天皇陛下の生前退位も、いよいよ近づいてきた。「これで『平成』という時代も終わり……」という声を聞いて、いったんはうなづきながら、反芻(はんすう)してみて「はて」と首をかしげてしまう。

「平成」とは元号であり、現代の世界で元号を有する国は、ほぼ日本のみにすぎない。しかし元号という年の数え方は、史上の東アジアで普遍的だった。中国に起源を発し、その影響で国を建てたところでは、みな有していたものである。

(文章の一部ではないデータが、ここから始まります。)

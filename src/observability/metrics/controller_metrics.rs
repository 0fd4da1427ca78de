//! # Controller Metrics
//!
//! Per-resource reconciliation metrics plus a few controller-wide counters.
//!
//! Every labelled series that carries a resource namespace/name is recorded in
//! a bookkeeping table keyed by identity, so [`forget_resource`] can remove the
//! series of a deleted resource.

use crate::crd::ResourceIdentity;
use crate::observability::metrics::registry::REGISTRY;
use anyhow::Result;
use chrono::{DateTime, Utc};
use prometheus::{GaugeVec, HistogramOpts, HistogramVec, IntCounter, IntCounterVec, Opts};
use std::collections::{HashMap, HashSet};
use std::sync::{LazyLock, Mutex};
use tracing::warn;

static RECONCILIATION_DURATION: LazyLock<HistogramVec> = LazyLock::new(|| {
    HistogramVec::new(
        HistogramOpts::new(
            "image_update_reconciliation_duration_seconds",
            "Time taken for ImageUpdateConfig reconciliation",
        )
        .buckets(vec![0.1, 0.5, 1.0, 2.5, 5.0, 10.0, 30.0, 60.0]),
        &["namespace", "name", "result"],
    )
    .expect("Failed to create RECONCILIATION_DURATION metric - this should never happen")
});

static RECONCILIATIONS_TOTAL: LazyLock<IntCounterVec> = LazyLock::new(|| {
    IntCounterVec::new(
        Opts::new(
            "image_update_reconciliations_total",
            "Total number of reconciliations performed",
        ),
        &["namespace", "name", "result"],
    )
    .expect("Failed to create RECONCILIATIONS_TOTAL metric - this should never happen")
});

static UPDATES_PERFORMED_TOTAL: LazyLock<IntCounterVec> = LazyLock::new(|| {
    IntCounterVec::new(
        Opts::new(
            "image_update_updates_performed_total",
            "Total number of successful updates performed",
        ),
        &["namespace", "name", "repository_type", "repository_name"],
    )
    .expect("Failed to create UPDATES_PERFORMED_TOTAL metric - this should never happen")
});

static FILES_UPDATED_TOTAL: LazyLock<IntCounterVec> = LazyLock::new(|| {
    IntCounterVec::new(
        Opts::new("image_update_files_updated_total", "Total number of files updated"),
        &["namespace", "name", "file_path"],
    )
    .expect("Failed to create FILES_UPDATED_TOTAL metric - this should never happen")
});

static CURRENT_VERSION_INFO: LazyLock<GaugeVec> = LazyLock::new(|| {
    GaugeVec::new(
        Opts::new(
            "image_update_current_version_info",
            "Information about the version being monitored (value is always 1)",
        ),
        &["namespace", "name", "repository_name", "current_tag", "latest_tag"],
    )
    .expect("Failed to create CURRENT_VERSION_INFO metric - this should never happen")
});

static CONFIG_STATUS: LazyLock<GaugeVec> = LazyLock::new(|| {
    GaugeVec::new(
        Opts::new(
            "image_update_config_status",
            "Status of ImageUpdateConfig conditions (1=true, 0=false)",
        ),
        &["namespace", "name", "condition_type"],
    )
    .expect("Failed to create CONFIG_STATUS metric - this should never happen")
});

static LAST_CHECK_TIMESTAMP: LazyLock<GaugeVec> = LazyLock::new(|| {
    GaugeVec::new(
        Opts::new(
            "image_update_last_check_timestamp_seconds",
            "Timestamp of the last repository check",
        ),
        &["namespace", "name", "repository_name"],
    )
    .expect("Failed to create LAST_CHECK_TIMESTAMP metric - this should never happen")
});

static LAST_UPDATE_TIMESTAMP: LazyLock<GaugeVec> = LazyLock::new(|| {
    GaugeVec::new(
        Opts::new(
            "image_update_last_update_timestamp_seconds",
            "Timestamp of the last successful update",
        ),
        &["namespace", "name", "repository_name"],
    )
    .expect("Failed to create LAST_UPDATE_TIMESTAMP metric - this should never happen")
});

static ERRORS_TOTAL: LazyLock<IntCounterVec> = LazyLock::new(|| {
    IntCounterVec::new(
        Opts::new("image_update_errors_total", "Total number of errors encountered"),
        &["error_type", "namespace", "name"],
    )
    .expect("Failed to create ERRORS_TOTAL metric - this should never happen")
});

static REQUEUES_TOTAL: LazyLock<IntCounterVec> = LazyLock::new(|| {
    IntCounterVec::new(
        Opts::new(
            "image_update_requeues_total",
            "Total number of reconciliation requeues",
        ),
        &["reason"],
    )
    .expect("Failed to create REQUEUES_TOTAL metric - this should never happen")
});

static DURATION_PARSING_ERRORS_TOTAL: LazyLock<IntCounter> = LazyLock::new(|| {
    IntCounter::new(
        "image_update_duration_parsing_errors_total",
        "Total number of checkInterval values that could not be parsed",
    )
    .expect("Failed to create DURATION_PARSING_ERRORS_TOTAL metric - this should never happen")
});

/// Per-resource series families
#[derive(Debug, Clone, Copy, PartialEq, Eq, Hash)]
enum Family {
    ReconciliationDuration,
    Reconciliations,
    UpdatesPerformed,
    FilesUpdated,
    CurrentVersion,
    ConfigStatus,
    LastCheck,
    LastUpdate,
    Errors,
}

type SeriesSet = HashSet<(Family, Vec<String>)>;

static TRACKED_SERIES: LazyLock<Mutex<HashMap<ResourceIdentity, SeriesSet>>> =
    LazyLock::new(|| Mutex::new(HashMap::new()));

fn track(identity: &ResourceIdentity, family: Family, labels: &[&str]) {
    match TRACKED_SERIES.lock() {
        Ok(mut tracked) => {
            tracked
                .entry(identity.clone())
                .or_default()
                .insert((family, labels.iter().map(|l| (*l).to_string()).collect()));
        }
        Err(e) => warn!("Failed to lock metric bookkeeping: {}", e),
    }
}

/// Whether any series is recorded for `identity`
#[cfg(test)]
pub(crate) fn is_tracked(identity: &ResourceIdentity) -> bool {
    TRACKED_SERIES
        .lock()
        .map(|tracked| tracked.contains_key(identity))
        .unwrap_or(false)
}

fn untrack(identity: &ResourceIdentity, family: Family) -> Vec<Vec<String>> {
    match TRACKED_SERIES.lock() {
        Ok(mut tracked) => {
            let Some(series) = tracked.get_mut(identity) else {
                return Vec::new();
            };
            let removed: Vec<Vec<String>> = series
                .iter()
                .filter(|(f, _)| *f == family)
                .map(|(_, labels)| labels.clone())
                .collect();
            series.retain(|(f, _)| *f != family);
            removed
        }
        Err(e) => {
            warn!("Failed to lock metric bookkeeping: {}", e);
            Vec::new()
        }
    }
}

fn remove_series(family: Family, labels: &[String]) {
    let values: Vec<&str> = labels.iter().map(String::as_str).collect();
    // A missing series is not an error worth reporting
    let _ = match family {
        Family::ReconciliationDuration => RECONCILIATION_DURATION.remove_label_values(&values),
        Family::Reconciliations => RECONCILIATIONS_TOTAL.remove_label_values(&values),
        Family::UpdatesPerformed => UPDATES_PERFORMED_TOTAL.remove_label_values(&values),
        Family::FilesUpdated => FILES_UPDATED_TOTAL.remove_label_values(&values),
        Family::CurrentVersion => CURRENT_VERSION_INFO.remove_label_values(&values),
        Family::ConfigStatus => CONFIG_STATUS.remove_label_values(&values),
        Family::LastCheck => LAST_CHECK_TIMESTAMP.remove_label_values(&values),
        Family::LastUpdate => LAST_UPDATE_TIMESTAMP.remove_label_values(&values),
        Family::Errors => ERRORS_TOTAL.remove_label_values(&values),
    };
}

#[allow(
    clippy::cast_precision_loss,
    reason = "Unix timestamps in seconds fit comfortably in f64"
)]
fn unix_seconds(at: DateTime<Utc>) -> f64 {
    at.timestamp_millis() as f64 / 1000.0
}

/// Register controller metrics with the registry
pub(crate) fn register_controller_metrics() -> Result<()> {
    REGISTRY.register(Box::new(RECONCILIATION_DURATION.clone()))?;
    REGISTRY.register(Box::new(RECONCILIATIONS_TOTAL.clone()))?;
    REGISTRY.register(Box::new(UPDATES_PERFORMED_TOTAL.clone()))?;
    REGISTRY.register(Box::new(FILES_UPDATED_TOTAL.clone()))?;
    REGISTRY.register(Box::new(CURRENT_VERSION_INFO.clone()))?;
    REGISTRY.register(Box::new(CONFIG_STATUS.clone()))?;
    REGISTRY.register(Box::new(LAST_CHECK_TIMESTAMP.clone()))?;
    REGISTRY.register(Box::new(LAST_UPDATE_TIMESTAMP.clone()))?;
    REGISTRY.register(Box::new(ERRORS_TOTAL.clone()))?;
    REGISTRY.register(Box::new(REQUEUES_TOTAL.clone()))?;
    REGISTRY.register(Box::new(DURATION_PARSING_ERRORS_TOTAL.clone()))?;
    Ok(())
}

// Public functions for controller metrics

/// Record one finished pass; `result` is `success`, `error` or `skipped`
pub fn observe_reconciliation(identity: &ResourceIdentity, result: &str, duration: f64) {
    let labels = [identity.namespace.as_str(), identity.name.as_str(), result];
    RECONCILIATIONS_TOTAL.with_label_values(&labels).inc();
    RECONCILIATION_DURATION
        .with_label_values(&labels)
        .observe(duration);
    track(identity, Family::Reconciliations, &labels);
    track(identity, Family::ReconciliationDuration, &labels);
}

pub fn increment_updates_performed(
    identity: &ResourceIdentity,
    repository_type: &str,
    repository_name: &str,
) {
    let labels = [
        identity.namespace.as_str(),
        identity.name.as_str(),
        repository_type,
        repository_name,
    ];
    UPDATES_PERFORMED_TOTAL.with_label_values(&labels).inc();
    track(identity, Family::UpdatesPerformed, &labels);
}

pub fn increment_files_updated(identity: &ResourceIdentity, file_path: &str) {
    let labels = [identity.namespace.as_str(), identity.name.as_str(), file_path];
    FILES_UPDATED_TOTAL.with_label_values(&labels).inc();
    track(identity, Family::FilesUpdated, &labels);
}

/// Replace the version info series of a resource
pub fn set_current_version(
    identity: &ResourceIdentity,
    repository_name: &str,
    current_tag: &str,
    latest_tag: &str,
) {
    for labels in untrack(identity, Family::CurrentVersion) {
        remove_series(Family::CurrentVersion, &labels);
    }
    let labels = [
        identity.namespace.as_str(),
        identity.name.as_str(),
        repository_name,
        current_tag,
        latest_tag,
    ];
    CURRENT_VERSION_INFO.with_label_values(&labels).set(1.0);
    track(identity, Family::CurrentVersion, &labels);
}

pub fn set_condition_status(identity: &ResourceIdentity, condition_type: &str, status: bool) {
    let labels = [identity.namespace.as_str(), identity.name.as_str(), condition_type];
    CONFIG_STATUS
        .with_label_values(&labels)
        .set(if status { 1.0 } else { 0.0 });
    track(identity, Family::ConfigStatus, &labels);
}

pub fn set_last_check_timestamp(identity: &ResourceIdentity, repository_name: &str, at: DateTime<Utc>) {
    let labels = [identity.namespace.as_str(), identity.name.as_str(), repository_name];
    LAST_CHECK_TIMESTAMP
        .with_label_values(&labels)
        .set(unix_seconds(at));
    track(identity, Family::LastCheck, &labels);
}

pub fn set_last_update_timestamp(identity: &ResourceIdentity, repository_name: &str, at: DateTime<Utc>) {
    let labels = [identity.namespace.as_str(), identity.name.as_str(), repository_name];
    LAST_UPDATE_TIMESTAMP
        .with_label_values(&labels)
        .set(unix_seconds(at));
    track(identity, Family::LastUpdate, &labels);
}

/// `error_type` is one of `repository`, `git`, `yaml`, `validation`, `status`
pub fn increment_errors(identity: &ResourceIdentity, error_type: &str) {
    let labels = [error_type, identity.namespace.as_str(), identity.name.as_str()];
    ERRORS_TOTAL.with_label_values(&labels).inc();
    track(identity, Family::Errors, &labels);
}

pub fn increment_requeues_total(reason: &str) {
    REQUEUES_TOTAL.with_label_values(&[reason]).inc();
}

pub fn increment_duration_parsing_errors() {
    DURATION_PARSING_ERRORS_TOTAL.inc();
}

/// Drop every series recorded for a deleted resource
pub fn forget_resource(identity: &ResourceIdentity) {
    let series = match TRACKED_SERIES.lock() {
        Ok(mut tracked) => tracked.remove(identity).unwrap_or_default(),
        Err(e) => {
            warn!("Failed to lock metric bookkeeping: {}", e);
            return;
        }
    };
    for (family, labels) in series {
        remove_series(family, &labels);
    }
}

中国はかつて至尊の天子・皇帝がしろしめす世界であった。そのため元号は皇帝制・君主制と密接不可分な関わりにある。天子の定めた元号を共有することで臣従を、強要することで君臨を可視化した。つまり中国に従うなら、中国と同じ元号を用い、背くなら違う元号を使えばよい。たとえば前者は朝鮮王朝、後者は日本だった。

皇帝制・君主制と不可分

そんな元号を変更するのを「改元」という。史上その動機はさまざまながら、天子・君主の決めることなので、自ずとそこにまつわる事柄が多い。天子の地位に関わる天地祭祀や瑞祥の例としては、「天鳳」「神龍」などがあり、また政治の姿勢・方針に関わるものでは、「元祐」「同治」などがそうである。最も多かったのは、「康熙」「乾隆」など、治世の安寧繁栄を祈念した、縁起のよい文字の組み合わせだろうか。